## What is being asked
Please count the lines below that contain the word "Self", and reply with that number alone.

===== Dataset content

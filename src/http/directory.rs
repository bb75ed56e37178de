//! Public directory reads.
//!
//! Everything here is anonymous traffic. Profiles are stripped down to a
//! public shape (no email, no billing ids) and enriched with the resolved
//! premium facts, so clients never re-derive entitlement rules.

use std::str::FromStr;

use axum::extract::{Path, Query, State};
use axum::Json;
use chrono::{DateTime, Utc};
use serde::Serialize;
use uuid::Uuid;

use crate::http::response::{ApiError, ApiResult};
use crate::http::server::AppState;
use crate::premium::{premium_facts, PremiumFacts};
use crate::store::types::{
    Category, DirectoryFilter, OpeningHour, PortfolioImage, Profile, ProfileStatus, Service,
};

/// A profile as the public sees it.
#[derive(Debug, Serialize)]
pub struct PublicProfile {
    pub id: Uuid,
    pub full_name: String,
    pub slug: String,
    pub category: String,
    pub bio: Option<String>,
    pub city: String,
    pub neighborhood: Option<String>,
    pub address_details: Option<String>,
    pub whatsapp: String,
    pub instagram_handle: Option<String>,
    pub tiktok_handle: Option<String>,
    pub avatar_url: Option<String>,
    pub rating: f64,
    pub review_count: i32,
    pub recommendations_count: i32,
    pub created_at: DateTime<Utc>,
    pub premium: PremiumFacts,
}

impl PublicProfile {
    pub fn from_profile(profile: Profile, now: DateTime<Utc>) -> Self {
        let premium = premium_facts(&profile, now);
        Self {
            id: profile.id,
            full_name: profile.full_name,
            slug: profile.slug,
            category: profile.category,
            bio: profile.bio,
            city: profile.city,
            neighborhood: profile.neighborhood,
            address_details: profile.address_details,
            whatsapp: profile.whatsapp,
            instagram_handle: profile.instagram_handle,
            tiktok_handle: profile.tiktok_handle,
            avatar_url: profile.avatar_url,
            rating: profile.rating,
            review_count: profile.review_count,
            recommendations_count: profile.recommendations_count,
            created_at: profile.created_at,
            premium,
        }
    }
}

/// Full public page for one provider.
#[derive(Debug, Serialize)]
pub struct ProfileDetail {
    #[serde(flatten)]
    pub profile: PublicProfile,
    pub services: Vec<Service>,
    pub opening_hours: Vec<OpeningHour>,
    pub portfolio: Vec<PortfolioImage>,
}

/// `GET /profiles` — active profiles, premium entitlements first.
pub async fn list_profiles(
    State(state): State<AppState>,
    Query(filter): Query<DirectoryFilter>,
) -> ApiResult<Json<Vec<PublicProfile>>> {
    if let Some(category) = filter.category.as_deref() {
        Category::from_str(category)
            .map_err(|_| ApiError::Invalid(format!("unknown category: {category}")))?;
    }

    let now = Utc::now();
    let profiles = state.store.directory(&filter, now).await?;
    let listed = profiles
        .into_iter()
        .map(|profile| PublicProfile::from_profile(profile, now))
        .collect();
    Ok(Json(listed))
}

/// `GET /profiles/{slug}` — one provider with services, hours and portfolio.
/// Pending and banned profiles do not exist as far as the public is
/// concerned.
pub async fn get_profile(
    State(state): State<AppState>,
    Path(slug): Path<String>,
) -> ApiResult<Json<ProfileDetail>> {
    let profile = state
        .store
        .find_by_slug(&slug)
        .await?
        .ok_or(ApiError::NotFound("profile"))?;
    if profile.status != ProfileStatus::Active.as_str() {
        return Err(ApiError::NotFound("profile"));
    }

    let services = state.store.services_for(profile.id).await?;
    let opening_hours = state.store.hours_for(profile.id).await?;
    let portfolio = state.store.portfolio_for(profile.id).await?;

    Ok(Json(ProfileDetail {
        profile: PublicProfile::from_profile(profile, Utc::now()),
        services,
        opening_hours,
        portfolio,
    }))
}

==========

## Exercise result
2